Sebastián dudó, pero sólo durante unos segundos. Subió hasta lo alto de las cristaleras de popa. Ahora estaba en el lugar más arriesgado del barco, a unos pocos pasos de donde dormían Montilla y los oficiales. Se había metido en la boca del lobo.

Era demasiado peligroso quedarse allí. Reparó en el chinchorro que colgaba en la trasera, una pequeña embarcación de servicio sujeta a dos pescantes. Éstos sobresalían de la borda, manteniéndola separada del buque. Trepó por uno de los estribos hasta introducirse en el pequeño bote.

Desde allí podía controlar lo que sucedía en la popa sin ser visto. Y tan pronto abandonó el oficial los retretes y desapareció de su vista, vio una nueva luz en la que hasta entonces no había reparado. Salía exactamente del camarote que estaba buscando.

No se lo pensó dos veces. Tomó uno de los cabos que había dentro del bote, lo ató con firmeza al estribo del que pendía y se dispuso a descolgarse para llegar al camarote.

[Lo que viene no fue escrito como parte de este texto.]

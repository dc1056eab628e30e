use chrono::{DateTime, Utc};
use rust_decimal::Decimal;
use serde::{Deserialize, Serialize};
use sqlx::FromRow;
use uuid::Uuid;

use super::{Category, Color, Size};

#[derive(Debug, Clone, PartialEq, Serialize, Deserialize, FromRow)]
#[serde(rename_all = "camelCase")]
pub struct Product {
    pub id: Uuid,
    pub store_id: Uuid,
    pub category_id: Uuid,
    pub color_id: Uuid,
    pub size_id: Uuid,
    pub name: String,
    #[serde(with = "rust_decimal::serde::float")]
    pub price: Decimal,
    pub is_featured: bool,
    pub is_archived: bool,
    pub created_at: DateTime<Utc>,
    pub updated_at: DateTime<Utc>,
}

#[derive(Debug, Clone, PartialEq, Serialize, Deserialize, FromRow)]
#[serde(rename_all = "camelCase")]
pub struct Image {
    pub id: Uuid,
    pub product_id: Uuid,
    pub url: String,
    /// Index within the submitted image list
    pub position: i32,
    pub created_at: DateTime<Utc>,
    pub updated_at: DateTime<Utc>,
}

/// Product as returned by reads and writes: images plus the referenced rows.
#[derive(Debug, Clone, PartialEq, Serialize, Deserialize)]
pub struct ProductDetail {
    #[serde(flatten)]
    pub product: Product,
    pub images: Vec<Image>,
    pub category: Category,
    pub color: Color,
    pub size: Size,
}

/// Query-string filters accepted by GET /api/:store_id/products
#[derive(Debug, Clone, Default, PartialEq, Deserialize)]
#[serde(rename_all = "camelCase")]
pub struct ProductFilter {
    pub category_id: Option<Uuid>,
    pub color_id: Option<Uuid>,
    pub size_id: Option<Uuid>,
    pub is_featured: Option<bool>,
    #[serde(default)]
    pub include_archived: bool,
}

impl ProductFilter {
    pub fn matches(&self, product: &Product) -> bool {
        if !self.include_archived && product.is_archived {
            return false;
        }
        if self.category_id.is_some_and(|id| id != product.category_id) {
            return false;
        }
        if self.color_id.is_some_and(|id| id != product.color_id) {
            return false;
        }
        if self.size_id.is_some_and(|id| id != product.size_id) {
            return false;
        }
        if self.is_featured.is_some_and(|featured| featured != product.is_featured) {
            return false;
        }
        true
    }
}

#[cfg(test)]
mod tests {
    use super::*;

    fn product(is_featured: bool, is_archived: bool) -> Product {
        let now = Utc::now();
        Product {
            id: Uuid::new_v4(),
            store_id: Uuid::new_v4(),
            category_id: Uuid::new_v4(),
            color_id: Uuid::new_v4(),
            size_id: Uuid::new_v4(),
            name: "Hoodie".into(),
            price: Decimal::from(40),
            is_featured,
            is_archived,
            created_at: now,
            updated_at: now,
        }
    }

    #[test]
    fn archived_products_are_hidden_by_default() {
        let archived = product(false, true);
        assert!(!ProductFilter::default().matches(&archived));
        let filter = ProductFilter { include_archived: true, ..Default::default() };
        assert!(filter.matches(&archived));
    }

    #[test]
    fn filters_by_reference_and_flag() {
        let p = product(true, false);
        let by_category = ProductFilter { category_id: Some(p.category_id), ..Default::default() };
        assert!(by_category.matches(&p));
        let other_color = ProductFilter { color_id: Some(Uuid::new_v4()), ..Default::default() };
        assert!(!other_color.matches(&p));
        let not_featured = ProductFilter { is_featured: Some(false), ..Default::default() };
        assert!(!not_featured.matches(&p));
    }
}
use rust_decimal::Decimal;
use serde::{Deserialize, Serialize};
use serde_json::Value;
use uuid::Uuid;

use super::{Candidate, Rule, Validate, ValidationError};

/// POST /api/stores
#[derive(Debug, Clone, PartialEq, Serialize, Deserialize)]
pub struct StoreInput {
    pub name: String,
}

impl Validate for StoreInput {
    fn validate(candidate: &Value) -> Result<Self, ValidationError> {
        let mut c = Candidate::new(candidate)?;
        let name = c.string("name", &[Rule::MinLen(1)]);
        c.finish()?;
        Ok(Self { name })
    }
}

/// PATCH /api/stores/:store_id (store settings form)
#[derive(Debug, Clone, PartialEq, Serialize, Deserialize)]
pub struct SettingsInput {
    pub name: String,
}

impl Validate for SettingsInput {
    fn validate(candidate: &Value) -> Result<Self, ValidationError> {
        let mut c = Candidate::new(candidate)?;
        let name = c.string("name", &[Rule::MinLen(2)]);
        c.finish()?;
        Ok(Self { name })
    }
}

#[derive(Debug, Clone, PartialEq, Serialize, Deserialize)]
#[serde(rename_all = "camelCase")]
pub struct BillboardInput {
    pub label: String,
    pub image_url: String,
}

impl Validate for BillboardInput {
    fn validate(candidate: &Value) -> Result<Self, ValidationError> {
        let mut c = Candidate::new(candidate)?;
        let label = c.string("label", &[Rule::MinLen(1)]);
        let image_url = c.string("imageUrl", &[Rule::MinLen(1)]);
        c.finish()?;
        Ok(Self { label, image_url })
    }
}

#[derive(Debug, Clone, PartialEq, Serialize, Deserialize)]
#[serde(rename_all = "camelCase")]
pub struct CategoryInput {
    pub name: String,
    pub billboard_id: Uuid,
}

impl Validate for CategoryInput {
    fn validate(candidate: &Value) -> Result<Self, ValidationError> {
        let mut c = Candidate::new(candidate)?;
        let name = c.string("name", &[Rule::MinLen(2)]);
        let billboard_id = c.uuid("billboardId");
        c.finish()?;
        Ok(Self { name, billboard_id })
    }
}

#[derive(Debug, Clone, PartialEq, Serialize, Deserialize)]
pub struct ColorInput {
    pub name: String,
    /// Hex code such as `#abc123`
    pub value: String,
}

impl Validate for ColorInput {
    fn validate(candidate: &Value) -> Result<Self, ValidationError> {
        let mut c = Candidate::new(candidate)?;
        let name = c.string("name", &[Rule::MinLen(2)]);
        let value = c.string(
            "value",
            &[
                Rule::MinLen(4),
                Rule::MaxLen(9),
                Rule::StartsWith("#", "String must be a valid hex code"),
            ],
        );
        c.finish()?;
        Ok(Self { name, value })
    }
}

#[derive(Debug, Clone, PartialEq, Serialize, Deserialize)]
pub struct SizeInput {
    pub name: String,
    pub value: String,
}

impl Validate for SizeInput {
    fn validate(candidate: &Value) -> Result<Self, ValidationError> {
        let mut c = Candidate::new(candidate)?;
        let name = c.string("name", &[Rule::MinLen(2)]);
        let value = c.string("value", &[Rule::MinLen(1)]);
        c.finish()?;
        Ok(Self { name, value })
    }
}

/// Fits the NUMERIC(12, 2) price column
const PRICE_SCALE: u32 = 2;
const PRICE_LIMIT: i64 = 10_000_000_000;

#[derive(Debug, Clone, PartialEq, Serialize, Deserialize)]
pub struct ImageInput {
    pub url: String,
}

#[derive(Debug, Clone, PartialEq, Serialize, Deserialize)]
#[serde(rename_all = "camelCase")]
pub struct ProductInput {
    pub name: String,
    #[serde(with = "rust_decimal::serde::float")]
    pub price: Decimal,
    pub category_id: Uuid,
    pub color_id: Uuid,
    pub size_id: Uuid,
    pub images: Vec<ImageInput>,
    #[serde(default)]
    pub is_featured: bool,
    #[serde(default)]
    pub is_archived: bool,
}

impl Validate for ProductInput {
    fn validate(candidate: &Value) -> Result<Self, ValidationError> {
        let mut c = Candidate::new(candidate)?;
        let name = c.string("name", &[Rule::MinLen(1)]);
        let price = c.positive_decimal("price", PRICE_SCALE, Decimal::from(PRICE_LIMIT));
        let category_id = c.uuid("categoryId");
        let color_id = c.uuid("colorId");
        let size_id = c.uuid("sizeId");
        let images = c.objects("images", 1, |image| ImageInput {
            url: image.string("url", &[Rule::MinLen(1)]),
        });
        let is_featured = c.boolean("isFeatured", false);
        let is_archived = c.boolean("isArchived", false);
        c.finish()?;
        Ok(Self {
            name,
            price,
            category_id,
            color_id,
            size_id,
            images,
            is_featured,
            is_archived,
        })
    }
}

Una vez que hubo descendido a la altura de la primera cubierta se encontró con un problema: el cierre de la popa no era recto, sino oblicuo, se inclinaba hacia dentro, quedando demasiado lejos. Tuvo que balancearse, primero lentamente, luego con mayor fuerza, esquivando las cadenas del timón, apartándose hacia el costado de estribor, hasta que consiguió pegarse al casco.

Con el movimiento del navío era difícil calcular bien el impacto, y chocó contra él con un golpe sordo. Se sujetó a los adornos tallados en la madera, esperando que nadie lo hubiera oído.

Luego se sintió con fuerzas suficientes para asomarse a la tronera del cañón guardatimones, que había sido retirado para servir como ventana del añadido al camarote de estribor del capellán. Por fin iba a enfrentarse con su enemigo.

Lo que vio le dejó estupefacto.

Su sorpresa fue tal que no se apercibió de que alguien había salido por la otra tronera, situada detrás de él. Y cuando se quiso dar cuenta, un fornido brazo lo sujetaba por el cuello, atenazándolo e impidiéndole respirar.